Weems made 41 appearances for Washington in 2024, struggling to a 6.70 ERA with 35 strikeouts across 41 2/3 innings pitched. On August 13, 2024, Weems was designated for assignment by the Nationals. He cleared waivers and was sent outright to Rochester on August 16. Weems elected free agency on October 1.

===Atlanta Braves===
On December 17, 2024, Weems signed a minor league contract with the Atlanta Braves. In 14 appearances for the Triple-A Gwinnett Stripers, he logged a 1-1 record and 5.09 ERA with 18 strikeouts and one save across 17 2/3 innings pitched.
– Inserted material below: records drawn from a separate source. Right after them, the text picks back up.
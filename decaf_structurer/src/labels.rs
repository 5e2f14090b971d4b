//! Jump rewriting and label insertion.
//!
//! After structuring, the remaining `goto`s are rewritten top-down with fresh scope bounds per
//! nesting level: jumps into the control region of the enclosing loop become `GOTO_CONTINUE`
//! (dropped entirely at a loop body's tail), jumps to the enclosing break target become
//! `GOTO_BREAK`, jumps to the method's trailing `return` are inlined, jumps to a `load; return`
//! pair duplicate the return, and everything else registers its target and becomes
//! `GOTO_LABELED_BREAK`. Registered targets are then resolved by descending to the deepest block
//! containing a node at the offset and wrapping it in a `LABEL`.

use crate::analyze::ReturnSites;
use crate::node::{
    Node, NodeKind, first_offset, index_at_or_after, last_offset, tree_min_offset,
};
use ahash::AHashSet;

/// The jump targets of the enclosing loop and switch, recomputed per nesting level from the node
/// shapes.
#[derive(Clone, Copy, Debug)]
pub(crate) struct JumpScope {
    /// Entry region of the enclosing infinite loop (backward continue): the first statement's
    /// operand bytes through its opcode, disabled when low > high.
    entry_low: i32,
    entry_high: i32,
    /// Continue region of the enclosing loop: the folded test/update offsets, disabled when
    /// low > high.
    continue_low: i32,
    continue_high: i32,
    break_offset: i32,
}

impl JumpScope {
    pub(crate) fn method() -> Self {
        JumpScope {
            entry_low: 0,
            entry_high: -1,
            continue_low: 0,
            continue_high: -1,
            break_offset: -1,
        }
    }

    fn is_continue(&self, target: i32) -> bool {
        (target >= self.entry_low && target <= self.entry_high)
            || (target >= self.continue_low && target <= self.continue_high)
    }
}

/// Rewrite the remaining raw jumps of `list` and collect unresolvable targets into `labels`.
pub(crate) fn rewrite_jumps(
    list: &mut Vec<Node>,
    scope: &JumpScope,
    after_list: i32,
    returns: &ReturnSites,
    labels: &mut AHashSet<i32>,
) {
    let mut index = 0;
    while index < list.len() {
        let next_offset = list
            .get(index + 1)
            .map_or(after_list, |next| next.offset);
        rewrite_nested(&mut list[index], scope, next_offset, returns, labels);

        if list[index].is_goto() {
            if let Some(target) = list[index].jump_target() {
                let offset = list[index].offset;
                let line = list[index].line;
                let is_break = scope.break_offset >= 0
                    && target <= scope.break_offset
                    && target > last_offset(list);
                if scope.is_continue(target) {
                    list[index].kind = NodeKind::GotoContinue;
                } else if is_break {
                    list[index].kind = NodeKind::GotoBreak;
                } else if returns.bare_return >= 0 && target == returns.bare_return {
                    list[index].kind = NodeKind::Return;
                } else if let Some(site) = returns.value_return_at(target) {
                    list[index] = Node::new(offset, line, site.kind.clone());
                } else {
                    labels.insert(target);
                    list[index].kind = NodeKind::GotoLabeledBreak { target };
                }
            }
        }
        index += 1;
    }
}

/// Recurse into the bodies of a structured node with the scope its shape defines.
fn rewrite_nested(
    node: &mut Node,
    scope: &JumpScope,
    next_offset: i32,
    returns: &ReturnSites,
    labels: &mut AHashSet<i32>,
) {
    let node_offset = node.offset;
    match &mut node.kind {
        NodeKind::While { test, body } | NodeKind::DoWhile { test, body } => {
            let child = loop_scope(test_low(test), node_offset, body, next_offset);
            rewrite_jumps(body, &child, node_offset, returns, labels);
            drop_tail_continue(body);
        }
        NodeKind::For {
            test, update, body, ..
        } => {
            let low = update
                .as_deref_mut()
                .map(tree_min_offset)
                .or_else(|| test.as_deref_mut().map(test_low))
                .unwrap_or(node_offset);
            let child = loop_scope(low, node_offset, body, next_offset);
            rewrite_jumps(body, &child, node_offset, returns, labels);
            drop_tail_continue(body);
        }
        NodeKind::ForEach { body, .. } => {
            let low = last_offset(body) + 1;
            let child = loop_scope(low, node_offset, body, next_offset);
            rewrite_jumps(body, &child, node_offset, returns, labels);
            drop_tail_continue(body);
        }
        NodeKind::InfiniteLoop { body } => {
            let entry_low = body.first_mut().map_or(0, tree_min_offset);
            let child = JumpScope {
                entry_low,
                entry_high: first_offset(body),
                continue_low: last_offset(body) + 1,
                continue_high: node_offset,
                break_offset: next_offset,
            };
            rewrite_jumps(body, &child, node_offset, returns, labels);
            drop_tail_continue(body);
        }
        NodeKind::SwitchBlock(switch_block) => {
            let child = JumpScope {
                break_offset: next_offset,
                ..*scope
            };
            for case in &mut switch_block.cases {
                rewrite_jumps(&mut case.body, &child, next_offset, returns, labels);
            }
        }
        NodeKind::Try(try_block) => {
            rewrite_jumps(&mut try_block.body, scope, next_offset, returns, labels);
            for catch in &mut try_block.catches {
                rewrite_jumps(&mut catch.body, scope, next_offset, returns, labels);
            }
            if let Some(finally_body) = &mut try_block.finally_body {
                rewrite_jumps(finally_body, scope, next_offset, returns, labels);
            }
        }
        NodeKind::Synchronized { body, .. } => {
            rewrite_jumps(body, scope, next_offset, returns, labels);
        }
        NodeKind::IfSimple { body, .. } => {
            rewrite_jumps(body, scope, next_offset, returns, labels);
        }
        NodeKind::IfElse {
            body, else_body, ..
        } => {
            rewrite_jumps(body, scope, next_offset, returns, labels);
            rewrite_jumps(else_body, scope, next_offset, returns, labels);
        }
        NodeKind::Label { inner, .. } => {
            if let Some(inner) = inner {
                rewrite_nested(inner, scope, next_offset, returns, labels);
            }
        }
        _ => {}
    }
}

/// Scope of a test-first or bottom-test loop body: continues land anywhere in the folded
/// test/update region `[low, node_offset]` or after the last body statement.
fn loop_scope(low: i32, node_offset: i32, body: &[Node], break_offset: i32) -> JumpScope {
    let tail = last_offset(body) + 1;
    let continue_low = if body.is_empty() { low } else { low.min(tail) };
    JumpScope {
        entry_low: 0,
        entry_high: -1,
        continue_low,
        continue_high: node_offset,
        break_offset,
    }
}

/// A `continue` as the last statement of a loop body is implicit.
fn drop_tail_continue(body: &mut Vec<Node>) {
    if matches!(
        body.last().map(|node| &node.kind),
        Some(NodeKind::GotoContinue)
    ) {
        body.pop();
    }
}

/// The smallest offset in the expression tree of a loop test, covering the operand loads emitted
/// before the branch opcode.
fn test_low(test: &mut Node) -> i32 {
    tree_min_offset(test)
}

/// Wrap the node at each registered offset in a `LABEL`, descending to the deepest block that
/// contains it.
pub(crate) fn insert_labels(list: &mut Vec<Node>, labels: &AHashSet<i32>) {
    let mut targets: Vec<i32> = labels.iter().copied().collect();
    targets.sort_unstable();
    for target in targets {
        wrap_label(list, target);
    }
}

fn wrap_label(list: &mut Vec<Node>, target: i32) -> bool {
    let index = index_at_or_after(list, target);
    if index >= list.len() {
        return false;
    }

    // Prefer a deeper block containing the offset.
    for body in list[index].bodies_mut() {
        if first_offset(body) <= target && target <= last_offset(body) && wrap_label(body, target)
        {
            return true;
        }
    }
    if matches!(list[index].kind, NodeKind::Label { target: existing, .. } if existing == target) {
        return true;
    }
    let inner = list.remove(index);
    let offset = inner.offset;
    let line = inner.line;
    list.insert(
        index,
        Node::new(
            offset,
            line,
            NodeKind::Label {
                target,
                inner: Some(Box::new(inner)),
            },
        ),
    );
    true
}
Weems was released by the Braves organization on May 19, 2025.

===Houston Astros===
On June 2, 2025, Weems signed a minor league contract with the Houston Astros. In nine appearances for the Triple-A Sugar Land Space Cowboys, he posted a 2-1 record and 3.97 ERA with 10 strikeouts across 11 1/3 innings pitched. On June 24, the Astros selected Weems' contract, adding him to their active roster. In two appearances for Houston, he struggled to an 0-1 record and 6.00 ERA with no strikeouts over three innings pitched. Weems was designated for assignment by the Astros on July 4. He elected free agency after clearing waivers on July 7. On July 9, Weems re-signed with the Astros organization on a minor league contract. On August 13, the Astros added Weems back to their active roster. After allowing five runs in 1 1/3 innings across two games against the Baltimore Orioles, Weems was designated for assignment on August 18. He cleared waivers and was sent outright to Triple-A Sugar Land on August 20. Weems elected free agency on September 29.

===Los Angeles Dodgers===
On February 9, 2026, Weems signed a minor league contract with the Los Angeles Dodgers. He was assigned to the Triple-A Oklahoma City Comets to begin the regular season, but struggled to an 0-1 record and 9.88 ERA with nine strikeouts in 13 2/3 innings pitched across 17 appearances. Weems was released by the Dodgers organization on May 18.

==Personal life==
Weems father, Rick, was a Minor League catcher in the St Louis Cardinals organization from 1980-1982.

On February 9, 2024, Weems and his girlfriend, Melody, got engaged.